» **Task to carry out**:
Every line of the data below that holds the string "previous" needs to be reported.

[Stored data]
▬▬▬▬▬▬

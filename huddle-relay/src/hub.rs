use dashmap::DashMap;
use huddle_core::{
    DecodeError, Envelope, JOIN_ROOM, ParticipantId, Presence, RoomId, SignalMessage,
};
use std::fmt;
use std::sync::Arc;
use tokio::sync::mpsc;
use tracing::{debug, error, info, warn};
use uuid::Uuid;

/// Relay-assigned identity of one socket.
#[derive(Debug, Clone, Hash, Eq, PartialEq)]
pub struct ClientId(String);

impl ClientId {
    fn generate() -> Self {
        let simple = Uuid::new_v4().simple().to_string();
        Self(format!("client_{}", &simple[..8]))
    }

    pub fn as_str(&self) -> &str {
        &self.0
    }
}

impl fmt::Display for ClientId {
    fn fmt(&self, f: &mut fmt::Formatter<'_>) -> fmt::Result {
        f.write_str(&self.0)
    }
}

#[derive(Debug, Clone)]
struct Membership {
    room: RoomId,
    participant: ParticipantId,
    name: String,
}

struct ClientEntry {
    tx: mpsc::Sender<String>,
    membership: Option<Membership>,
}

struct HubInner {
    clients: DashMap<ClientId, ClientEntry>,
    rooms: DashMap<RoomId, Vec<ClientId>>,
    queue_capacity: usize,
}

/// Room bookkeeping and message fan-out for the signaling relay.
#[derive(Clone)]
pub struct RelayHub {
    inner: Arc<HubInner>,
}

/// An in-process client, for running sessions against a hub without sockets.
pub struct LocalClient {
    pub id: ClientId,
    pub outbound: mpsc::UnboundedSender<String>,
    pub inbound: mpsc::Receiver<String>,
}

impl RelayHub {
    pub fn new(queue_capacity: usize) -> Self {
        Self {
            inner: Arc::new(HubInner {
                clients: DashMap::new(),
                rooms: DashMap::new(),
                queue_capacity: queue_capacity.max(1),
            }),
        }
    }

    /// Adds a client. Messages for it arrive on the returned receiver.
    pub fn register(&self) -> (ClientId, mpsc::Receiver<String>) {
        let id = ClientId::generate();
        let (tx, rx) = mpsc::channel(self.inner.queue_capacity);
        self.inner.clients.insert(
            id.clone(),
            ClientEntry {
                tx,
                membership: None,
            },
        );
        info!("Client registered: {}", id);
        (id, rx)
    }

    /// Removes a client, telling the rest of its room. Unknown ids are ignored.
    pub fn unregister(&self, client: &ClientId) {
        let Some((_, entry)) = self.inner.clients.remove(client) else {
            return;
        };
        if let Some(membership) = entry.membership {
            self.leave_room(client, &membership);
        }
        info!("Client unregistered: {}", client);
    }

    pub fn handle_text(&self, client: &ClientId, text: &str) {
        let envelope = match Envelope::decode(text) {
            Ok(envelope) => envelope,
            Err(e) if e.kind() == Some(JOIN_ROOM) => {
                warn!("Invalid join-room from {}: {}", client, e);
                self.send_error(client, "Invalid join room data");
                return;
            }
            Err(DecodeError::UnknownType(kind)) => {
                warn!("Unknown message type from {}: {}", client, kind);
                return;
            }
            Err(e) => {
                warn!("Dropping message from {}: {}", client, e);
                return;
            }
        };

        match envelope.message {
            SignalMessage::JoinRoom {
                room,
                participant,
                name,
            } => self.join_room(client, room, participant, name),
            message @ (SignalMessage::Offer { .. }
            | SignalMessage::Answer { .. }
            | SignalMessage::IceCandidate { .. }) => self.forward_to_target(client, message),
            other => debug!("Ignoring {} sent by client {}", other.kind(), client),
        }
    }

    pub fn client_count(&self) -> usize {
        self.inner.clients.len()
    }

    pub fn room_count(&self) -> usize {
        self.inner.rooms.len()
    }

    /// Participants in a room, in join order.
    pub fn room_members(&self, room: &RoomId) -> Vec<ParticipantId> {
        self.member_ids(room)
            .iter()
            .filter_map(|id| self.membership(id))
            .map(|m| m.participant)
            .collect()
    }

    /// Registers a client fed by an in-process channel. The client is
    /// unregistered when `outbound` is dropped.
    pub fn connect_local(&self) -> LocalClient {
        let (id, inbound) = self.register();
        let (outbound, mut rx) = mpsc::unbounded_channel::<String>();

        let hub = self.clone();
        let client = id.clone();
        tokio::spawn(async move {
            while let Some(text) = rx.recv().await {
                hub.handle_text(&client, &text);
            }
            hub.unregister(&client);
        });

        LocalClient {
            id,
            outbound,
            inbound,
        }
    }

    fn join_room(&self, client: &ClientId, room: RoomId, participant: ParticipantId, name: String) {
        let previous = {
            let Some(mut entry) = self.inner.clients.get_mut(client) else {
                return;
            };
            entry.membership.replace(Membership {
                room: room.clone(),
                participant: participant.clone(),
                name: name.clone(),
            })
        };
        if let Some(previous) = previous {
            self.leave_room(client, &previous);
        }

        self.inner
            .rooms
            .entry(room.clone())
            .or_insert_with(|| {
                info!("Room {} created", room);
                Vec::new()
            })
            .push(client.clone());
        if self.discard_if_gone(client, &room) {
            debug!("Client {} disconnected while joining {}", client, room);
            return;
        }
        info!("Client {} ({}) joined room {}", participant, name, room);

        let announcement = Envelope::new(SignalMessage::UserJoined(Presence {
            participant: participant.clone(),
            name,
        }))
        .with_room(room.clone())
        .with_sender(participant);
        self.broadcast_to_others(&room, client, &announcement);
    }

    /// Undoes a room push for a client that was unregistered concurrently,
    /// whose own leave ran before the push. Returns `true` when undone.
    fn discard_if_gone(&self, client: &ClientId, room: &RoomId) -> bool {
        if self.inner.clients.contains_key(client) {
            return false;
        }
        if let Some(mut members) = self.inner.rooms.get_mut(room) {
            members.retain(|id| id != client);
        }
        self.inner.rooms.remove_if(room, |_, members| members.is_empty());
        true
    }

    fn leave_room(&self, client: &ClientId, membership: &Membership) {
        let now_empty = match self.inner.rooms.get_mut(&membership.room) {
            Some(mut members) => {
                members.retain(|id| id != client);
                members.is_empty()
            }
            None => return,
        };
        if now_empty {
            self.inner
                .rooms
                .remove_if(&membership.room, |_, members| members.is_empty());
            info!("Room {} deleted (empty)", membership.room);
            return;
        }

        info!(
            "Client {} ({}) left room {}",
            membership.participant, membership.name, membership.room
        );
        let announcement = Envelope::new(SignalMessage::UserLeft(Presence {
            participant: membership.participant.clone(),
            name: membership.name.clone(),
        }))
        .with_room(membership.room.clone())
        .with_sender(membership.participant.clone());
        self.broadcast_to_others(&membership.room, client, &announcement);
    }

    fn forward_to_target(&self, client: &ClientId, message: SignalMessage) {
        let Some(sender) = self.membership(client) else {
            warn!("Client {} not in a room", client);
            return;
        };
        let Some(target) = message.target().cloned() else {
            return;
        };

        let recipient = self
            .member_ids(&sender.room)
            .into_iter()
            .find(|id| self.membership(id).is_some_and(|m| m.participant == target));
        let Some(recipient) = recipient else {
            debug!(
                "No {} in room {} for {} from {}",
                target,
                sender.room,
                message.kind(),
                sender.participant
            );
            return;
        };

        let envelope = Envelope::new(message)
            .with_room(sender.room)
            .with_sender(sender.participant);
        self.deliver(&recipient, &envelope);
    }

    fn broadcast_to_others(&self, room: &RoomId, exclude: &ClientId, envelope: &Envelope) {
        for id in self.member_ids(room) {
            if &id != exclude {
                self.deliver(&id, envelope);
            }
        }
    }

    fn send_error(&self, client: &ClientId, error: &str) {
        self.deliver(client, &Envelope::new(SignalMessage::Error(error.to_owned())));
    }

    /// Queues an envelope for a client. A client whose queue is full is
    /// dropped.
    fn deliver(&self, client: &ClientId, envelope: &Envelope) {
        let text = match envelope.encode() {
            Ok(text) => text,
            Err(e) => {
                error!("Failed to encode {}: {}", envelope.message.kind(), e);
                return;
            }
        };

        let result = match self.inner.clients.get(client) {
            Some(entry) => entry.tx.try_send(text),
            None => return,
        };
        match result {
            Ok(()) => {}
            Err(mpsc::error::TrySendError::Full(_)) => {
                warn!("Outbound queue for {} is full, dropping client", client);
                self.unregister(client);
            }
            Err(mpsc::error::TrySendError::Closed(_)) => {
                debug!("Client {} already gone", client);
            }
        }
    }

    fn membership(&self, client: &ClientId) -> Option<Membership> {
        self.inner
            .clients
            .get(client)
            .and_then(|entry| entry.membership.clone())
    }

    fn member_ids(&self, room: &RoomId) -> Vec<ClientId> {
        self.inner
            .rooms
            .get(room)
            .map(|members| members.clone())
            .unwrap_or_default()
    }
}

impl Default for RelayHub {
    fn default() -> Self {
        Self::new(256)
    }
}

▬▬▬▬▬▬

» **Reply to the task**:
        let previous = {
        if let Some(previous) = previous {
            self.leave_room(client, &previous);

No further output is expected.